I noticed Bat looked around a great deal and seemed to study everything with intensity. "Have you not been here before?"
He shook his head. "Not in public."
"But you have been in City Center before?"
"Once, the Bookbinder Building. Rich fan of pit fights offered me $10,000 dolmarks to fight a Thai fighter he'd flown in. Had a ring in his penthouse suite."
"What happened?" I smiled. "I know you won."
"Fight left the ring. I tossed the Thai through a window. Broke some other stuff, too."
"What?"
"Ming vase. Revere silver service. Rodin bronze." Bat furrowed his brow. "Oh, and an all-pro linebacker for the Cardinals."
Bat cracked a bit of a smile, and I laughed openly. "So they never asked you back?"
"You got the picture." He pointed to a cantina that was part of the Mercado. "Fought in that place down in Acapulco."
As we followed the nearly deserted, winding street around the restaurant, Alejandro's Gallery came into view. "There it is." I gave Bat a wry grin. "You'd best try not to break anything."
Suddenly fire blossomed in the windows and doorway of the gallery. Flames and black shot through the bars on the windows, spitting shards of glass and chunks of wooden window framing into the air. The ground shook with the thunderous detonation and one of the two doors danced madly across the cobblestone street. It smashed against the restaurant's wall as the force of the blast knocked the both of us down and shattered windows throughout the Mercado.
Because Bat and I had been in the street and a bit back from the explosion, the only damage done to us came when we fell down. Behind us people ran from the bar in a blind panic. Clothing hung tattered on those who had been closest to the windows, with blood quickly soaking it.
Bat got up first and pulled me to my feet. We both ran toward the gallery, but the fire raging inside burned so hot we could not approach closer than five feet from the door. Roaring flames licked up and
out of the windows and doors, blackening pastel colors and making the window bars glow red hot. I tried to look inside, but I could see nothing in the smoke and flames.
Bat pulled me back as firefighters arrived and started spraying chemical foam in through the door.
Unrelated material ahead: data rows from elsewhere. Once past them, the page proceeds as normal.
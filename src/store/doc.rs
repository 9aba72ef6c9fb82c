//! Shared in-memory document backing the metadata store implementations.
//!
//! All invariant checks (name uniqueness, content-reference immutability,
//! cascading deletes) live here so the in-memory and file-backed stores
//! behave identically.

use crate::error::{Result, VoltreeError};
use crate::model::{Branch, Snapshot, SnapshotId, Volume, VolumeId, VolumeSet, VolumeSetId};
use serde::{Deserialize, Serialize};

/// On-disk document format version.
pub const FORMAT_VERSION: u32 = 1;

#[derive(Debug, Clone, Serialize, Deserialize)]
pub struct StoreDoc {
    pub format: u32,
    pub volume_sets: Vec<VolumeSet>,
    pub volumes: Vec<Volume>,
    pub snapshots: Vec<Snapshot>,
    pub branches: Vec<Branch>,
}

impl Default for StoreDoc {
    fn default() -> Self {
        Self {
            format: FORMAT_VERSION,
            volume_sets: Vec::new(),
            volumes: Vec::new(),
            snapshots: Vec::new(),
            branches: Vec::new(),
        }
    }
}

impl StoreDoc {
    // Volume-sets

    pub fn get_volume_set(&self, id: &VolumeSetId) -> Option<VolumeSet> {
        self.volume_sets.iter().find(|vs| &vs.id == id).cloned()
    }

    pub fn create_volume_set(&mut self, vs: &VolumeSet) -> Result<()> {
        if self.volume_sets.iter().any(|v| v.id == vs.id) {
            return Err(VoltreeError::InvalidArgument(format!(
                "volumeset {} already exists",
                vs.id
            )));
        }
        if !vs.name.is_empty()
            && self
                .volume_sets
                .iter()
                .any(|v| v.name == vs.name && v.prefix == vs.prefix)
        {
            return Err(VoltreeError::InvalidArgument(format!(
                "volumeset '{}' already exists",
                vs.qualified_name()
            )));
        }
        self.volume_sets.push(vs.clone());
        Ok(())
    }

    pub fn put_volume_set(&mut self, vs: &VolumeSet) {
        match self.volume_sets.iter_mut().find(|v| v.id == vs.id) {
            Some(existing) => *existing = vs.clone(),
            None => self.volume_sets.push(vs.clone()),
        }
    }

    /// Cascades to all volumes, snapshots and branches beneath the set.
    pub fn delete_volume_set(&mut self, id: &VolumeSetId) {
        self.volume_sets.retain(|vs| &vs.id != id);
        self.volumes.retain(|v| &v.volume_set != id);
        self.snapshots.retain(|s| &s.volume_set != id);
        self.branches.retain(|b| &b.volume_set != id);
    }

    // Volumes

    pub fn get_volume(&self, id: &VolumeId) -> Option<Volume> {
        self.volumes.iter().find(|v| &v.id == id).cloned()
    }

    pub fn list_volumes(&self, volume_set: Option<&VolumeSetId>) -> Vec<Volume> {
        self.volumes
            .iter()
            .filter(|v| volume_set.is_none_or(|vs| &v.volume_set == vs))
            .cloned()
            .collect()
    }

    pub fn create_volume(&mut self, vol: &Volume) -> Result<()> {
        if self.volumes.iter().any(|v| v.id == vol.id) {
            return Err(VoltreeError::InvalidArgument(format!(
                "volume {} already exists",
                vol.id
            )));
        }
        self.volumes.push(vol.clone());
        Ok(())
    }

    pub fn put_volume(&mut self, vol: &Volume) {
        match self.volumes.iter_mut().find(|v| v.id == vol.id) {
            Some(existing) => *existing = vol.clone(),
            None => self.volumes.push(vol.clone()),
        }
    }

    pub fn delete_volume(&mut self, id: &VolumeId) {
        self.volumes.retain(|v| &v.id != id);
    }

    // Snapshots

    pub fn get_snapshot(&self, id: &SnapshotId) -> Option<Snapshot> {
        self.snapshots.iter().find(|s| &s.id == id).cloned()
    }

    pub fn list_snapshots(&self, volume_set: Option<&VolumeSetId>) -> Vec<Snapshot> {
        self.snapshots
            .iter()
            .filter(|s| volume_set.is_none_or(|vs| &s.volume_set == vs))
            .cloned()
            .collect()
    }

    pub fn create_snapshot(&mut self, snap: &Snapshot) -> Result<()> {
        if self.snapshots.iter().any(|s| s.id == snap.id) {
            return Err(VoltreeError::InvalidArgument(format!(
                "snapshot {} already exists",
                snap.id
            )));
        }
        self.snapshots.push(snap.clone());
        Ok(())
    }

    pub fn update_snapshot(&mut self, snap: &Snapshot) -> Result<()> {
        let existing = self
            .snapshots
            .iter_mut()
            .find(|s| s.id == snap.id)
            .ok_or_else(|| {
                VoltreeError::InvalidArgument(format!("snapshot {} does not exist", snap.id))
            })?;
        if let Some(current) = &existing.content {
            if snap.content.as_ref() != Some(current) {
                return Err(VoltreeError::InvalidArgument(format!(
                    "snapshot {} content reference is immutable once set",
                    snap.id
                )));
            }
        }
        *existing = snap.clone();
        Ok(())
    }

    pub fn put_snapshot(&mut self, snap: &Snapshot) {
        match self.snapshots.iter_mut().find(|s| s.id == snap.id) {
            Some(existing) => *existing = snap.clone(),
            None => self.snapshots.push(snap.clone()),
        }
    }

    pub fn delete_snapshot(&mut self, id: &SnapshotId) {
        self.snapshots.retain(|s| &s.id != id);
    }

    // Branches

    pub fn get_branch(&self, volume_set: &VolumeSetId, name: &str) -> Option<Branch> {
        self.branches
            .iter()
            .find(|b| &b.volume_set == volume_set && b.name == name)
            .cloned()
    }

    pub fn list_branches(&self, volume_set: Option<&VolumeSetId>) -> Vec<Branch> {
        self.branches
            .iter()
            .filter(|b| volume_set.is_none_or(|vs| &b.volume_set == vs))
            .cloned()
            .collect()
    }

    pub fn create_branch(&mut self, branch: &Branch) -> Result<()> {
        if self
            .branches
            .iter()
            .any(|b| b.volume_set == branch.volume_set && b.name == branch.name)
        {
            return Err(VoltreeError::InvalidArgument(format!(
                "branch '{}' already exists in volumeset {}",
                branch.name, branch.volume_set
            )));
        }
        self.branches.push(branch.clone());
        Ok(())
    }

    pub fn put_branch(&mut self, branch: &Branch) {
        match self
            .branches
            .iter_mut()
            .find(|b| b.volume_set == branch.volume_set && b.name == branch.name)
        {
            Some(existing) => *existing = branch.clone(),
            None => self.branches.push(branch.clone()),
        }
    }

    pub fn delete_branch(&mut self, volume_set: &VolumeSetId, name: &str) {
        self.branches
            .retain(|b| !(&b.volume_set == volume_set && b.name == name));
    }
}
I sat down on a bench, and he stood beside me. "God in heaven, Bat, I never thought..."
"They'll rule it accidental, electrical, and blame it on paint stored in the back." I saw muscles twitch at his jaw. "It was the Witch."
"How do you know?"
"It was you who said she had no taste in art. This gets the spider painting and gets Alejandro for bringing the other one to auction. It was her."
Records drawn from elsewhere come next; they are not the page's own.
//! Content transfer engine: minimal-delta blob push/pull.
//!
//! Metadata sync never moves blob payloads; this engine does, decoupled from
//! reconciliation. For each selected snapshot it diffs the sender's chunk
//! index against what the receiver already holds and transfers only the
//! missing chunks, each encoded as a versioned binary record carrying its
//! content hash. The receiver verifies every chunk on arrival; a mismatch
//! triggers a re-send of that chunk only. Content references are committed
//! only after a full, verified receipt, so interrupted transfers resume
//! safely at chunk granularity.

pub mod codec;
pub mod hash;

use crate::blob::BlobStore;
use crate::error::{Result, VoltreeError};
use crate::model::{EntityKind, Snapshot, SnapshotId, VolumeSetId};
use crate::store::MetaStore;
use codec::{
    read_record, write_record, BinaryCodec, RecordCodec, TransferRecord, MAX_FRAME_SIZE,
    RECORD_VERSION,
};
use hash::{ChunkHasher, Xxh3Hasher};
use std::collections::HashSet;
use std::sync::Arc;
use tokio::io::DuplexStream;

/// What to transfer: one snapshot, or every snapshot of a volume-set.
#[derive(Debug, Clone)]
pub enum Selector {
    Snapshot(SnapshotId),
    VolumeSet(VolumeSetId),
}

#[derive(Debug, Clone, Copy, Default, PartialEq, Eq)]
pub struct TransferStats {
    pub snapshots: u64,
    pub chunks_sent: u64,
    pub chunks_skipped: u64,
    pub bytes_sent: u64,
}

pub struct TransferEngine {
    codec: Box<dyn RecordCodec>,
    hasher: Arc<dyn ChunkHasher>,
}

impl Default for TransferEngine {
    fn default() -> Self {
        Self::new(Box::new(BinaryCodec), Arc::new(Xxh3Hasher))
    }
}

impl TransferEngine {
    pub fn new(codec: Box<dyn RecordCodec>, hasher: Arc<dyn ChunkHasher>) -> Self {
        Self { codec, hasher }
    }

    /// Push snapshot content from the local node to a remote hub.
    pub async fn push(
        &self,
        local_meta: &dyn MetaStore,
        local_blobs: &dyn BlobStore,
        remote_meta: &dyn MetaStore,
        remote_blobs: &dyn BlobStore,
        selector: &Selector,
    ) -> Result<TransferStats> {
        self.transfer(local_meta, local_blobs, remote_meta, remote_blobs, selector)
            .await
    }

    /// Pull snapshot content from a remote hub to the local node.
    pub async fn pull(
        &self,
        remote_meta: &dyn MetaStore,
        remote_blobs: &dyn BlobStore,
        local_meta: &dyn MetaStore,
        local_blobs: &dyn BlobStore,
        selector: &Selector,
    ) -> Result<TransferStats> {
        self.transfer(remote_meta, remote_blobs, local_meta, local_blobs, selector)
            .await
    }

    async fn transfer(
        &self,
        src_meta: &dyn MetaStore,
        src_blobs: &dyn BlobStore,
        dst_meta: &dyn MetaStore,
        dst_blobs: &dyn BlobStore,
        selector: &Selector,
    ) -> Result<TransferStats> {
        let snapshots = self.select(src_meta, selector).await?;

        // An in-process wire: both ends speak the framed record protocol
        // over it, so what crosses is exactly what a remote transport would
        // carry.
        let (mut tx, mut rx) = tokio::io::duplex(MAX_FRAME_SIZE as usize + 8);

        let mut stats = TransferStats::default();
        for snap in &snapshots {
            self.transfer_snapshot(
                snap, src_blobs, dst_meta, dst_blobs, &mut tx, &mut rx, &mut stats,
            )
            .await?;
            stats.snapshots += 1;
        }

        // Summary record closes the stream.
        let done = TransferRecord::Done {
            snapshots: stats.snapshots,
            chunks: stats.chunks_sent,
            bytes: stats.bytes_sent,
        };
        write_record(&mut tx, self.codec.as_ref(), &done).await?;
        if read_record(&mut rx, self.codec.as_ref()).await? != done {
            return Err(VoltreeError::InvalidArgument(
                "transfer summary record did not survive the wire".into(),
            ));
        }

        tracing::info!(
            snapshots = stats.snapshots,
            sent = stats.chunks_sent,
            skipped = stats.chunks_skipped,
            bytes = stats.bytes_sent,
            "content transfer complete"
        );
        Ok(stats)
    }

    /// Select the snapshots to transfer, in an order that puts every
    /// snapshot's lineage ancestors first to maximize chunk reuse on the
    /// receiving side.
    async fn select(&self, src_meta: &dyn MetaStore, selector: &Selector) -> Result<Vec<Snapshot>> {
        match selector {
            Selector::Snapshot(id) => {
                let snap = src_meta
                    .get_snapshot(id)
                    .await?
                    .ok_or_else(|| VoltreeError::not_found(EntityKind::Snapshot, id.as_str()))?;
                // Fail before any wire traffic: nothing to transfer.
                if snap.content.is_none() {
                    return Err(VoltreeError::InvalidArgument(format!(
                        "snapshot {} has no content on the sending side; \
                         pull or take its content before transferring it",
                        id
                    )));
                }
                Ok(vec![snap])
            }
            Selector::VolumeSet(id) => {
                src_meta
                    .get_volume_set(id)
                    .await?
                    .ok_or_else(|| VoltreeError::not_found(EntityKind::VolumeSet, id.as_str()))?;
                let mut snaps = src_meta.list_snapshots(Some(id)).await?;
                // Snapshots without localized content cannot be sent.
                snaps.retain(|s| {
                    if s.content.is_none() {
                        tracing::debug!(snapshot = %s.id, "skipping snapshot without content");
                        false
                    } else {
                        true
                    }
                });
                Ok(ancestors_first(snaps))
            }
        }
    }

    #[allow(clippy::too_many_arguments)]
    async fn transfer_snapshot(
        &self,
        snap: &Snapshot,
        src_blobs: &dyn BlobStore,
        dst_meta: &dyn MetaStore,
        dst_blobs: &dyn BlobStore,
        tx: &mut DuplexStream,
        rx: &mut DuplexStream,
        stats: &mut TransferStats,
    ) -> Result<()> {
        let content = snap
            .content
            .as_ref()
            .ok_or_else(|| {
                VoltreeError::InvalidArgument(format!("snapshot {} has no content", snap.id))
            })?;

        let index = src_blobs.chunk_index(content).await?;

        // Announce the snapshot; the decode on the receiving side enforces
        // record-format version compatibility.
        let begin = TransferRecord::SnapshotBegin {
            version: RECORD_VERSION,
            snapshot_id: snap.id.to_string(),
            chunk_count: index.len() as u32,
        };
        write_record(tx, self.codec.as_ref(), &begin).await?;
        if read_record(rx, self.codec.as_ref()).await? != begin {
            return Err(VoltreeError::InvalidArgument(
                "snapshot announcement did not survive the wire".into(),
            ));
        }

        for entry in &index {
            // Chunks already held by the receiver (typically from an
            // ancestor snapshot) are never re-sent.
            if dst_blobs.has_chunk(entry.hash).await? {
                stats.chunks_skipped += 1;
                continue;
            }
            self.send_chunk(entry.hash, src_blobs, dst_blobs, tx, rx).await?;
            stats.chunks_sent += 1;
            stats.bytes_sent += u64::from(entry.len);
        }

        // Commit fails if any chunk is missing, so a partial transfer never
        // produces a complete-looking content reference.
        let dst_content = dst_blobs.commit_content(&index).await?;

        // Close the snapshot's stream, carrying the assembled content id.
        let end = TransferRecord::SnapshotEnd {
            snapshot_id: snap.id.to_string(),
            content: dst_content.as_str().to_string(),
        };
        write_record(tx, self.codec.as_ref(), &end).await?;
        if read_record(rx, self.codec.as_ref()).await? != end {
            return Err(VoltreeError::InvalidArgument(
                "snapshot close record did not survive the wire".into(),
            ));
        }

        match dst_meta.get_snapshot(&snap.id).await? {
            Some(mut existing) => {
                match &existing.content {
                    Some(c) if c == &dst_content => {}
                    Some(c) => {
                        return Err(VoltreeError::InvalidArgument(format!(
                            "snapshot {} already references content {} on the receiving side",
                            snap.id, c
                        )));
                    }
                    None => {
                        existing.content = Some(dst_content);
                        dst_meta.update_snapshot(&existing).await?;
                    }
                }
            }
            None => {
                // Metadata has not been synced for this snapshot yet; create
                // the record with its content reference in place.
                let mut created = snap.clone();
                created.content = Some(dst_content);
                dst_meta.put_snapshot(&created).await?;
            }
        }
        Ok(())
    }

    /// Move one chunk across the wire, verifying its hash on receipt. A
    /// mismatch triggers one re-fetch of this chunk; a second failure is a
    /// hard integrity error.
    async fn send_chunk(
        &self,
        hash: u64,
        src_blobs: &dyn BlobStore,
        dst_blobs: &dyn BlobStore,
        tx: &mut DuplexStream,
        rx: &mut DuplexStream,
    ) -> Result<()> {
        for attempt in 0..2 {
            let data = src_blobs.read_chunk(hash).await?;
            write_record(tx, self.codec.as_ref(), &TransferRecord::Chunk { hash, data }).await?;
            let record = read_record(rx, self.codec.as_ref()).await?;
            let TransferRecord::Chunk { hash: got_hash, data } = record else {
                return Err(VoltreeError::InvalidArgument(
                    "unexpected record type in chunk stream".into(),
                ));
            };

            if self.hasher.digest(&data) == got_hash {
                return dst_blobs.write_chunk(got_hash, data).await;
            }
            if attempt == 0 {
                tracing::warn!(hash = format!("{:016x}", hash), "chunk failed verification; re-fetching");
            }
        }
        Err(VoltreeError::TransferIntegrity { hash })
    }
}

/// Order snapshots so that every snapshot's in-set ancestors precede it.
fn ancestors_first(mut snaps: Vec<Snapshot>) -> Vec<Snapshot> {
    // Stable starting order for determinism.
    snaps.sort_by(|a, b| a.id.cmp(&b.id));

    let in_set: HashSet<SnapshotId> = snaps.iter().map(|s| s.id.clone()).collect();
    let mut emitted: HashSet<SnapshotId> = HashSet::new();
    let mut out = Vec::with_capacity(snaps.len());

    while !snaps.is_empty() {
        let before = out.len();
        snaps.retain(|s| {
            let ready = s
                .parent
                .as_ref()
                .is_none_or(|p| !in_set.contains(p) || emitted.contains(p));
            if ready {
                emitted.insert(s.id.clone());
                out.push(s.clone());
            }
            !ready
        });
        if out.len() == before {
            // Broken lineage (cycle); emit the remainder rather than hang.
            tracing::warn!("snapshot lineage contains a cycle; falling back to id order");
            out.append(&mut snaps);
        }
    }
    out
}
I pursed my lips and nodded slowly. "Okay, you know it, and I know it. We can't prove it."
"Don't need proof, I know it. Proof is for your friend and Nero Loring."
"Okay, what now?"
"I want you to meet a friend of mine." Bat grinned. "You'll like him. He sells guns."
Bat took me to what looked like a small pawnshop nestled in the shadow of City Center. The thick coat of dust over the whole place made me feel I was walking into a museum more than any sort of viable commercial establishment. Old and tarnished musical instruments lined the left wall and a plethora of rifles the right, like soldiers preparing to battle over the battered televisions, radios and toaster ovens huddled in the middle. The glass cases ringing the walls had some pistols and a number of interesting jewelry items, but nothing like what we would require to bust Lorica open and take the Witch.
Bat walked through the dimly lit shop like it did not exist. The teenager sitting in the cashier's cage glanced at him and buzzed him through the gateway into the back, then returned to reading an old science-fiction paperback. He paid me no attention at all.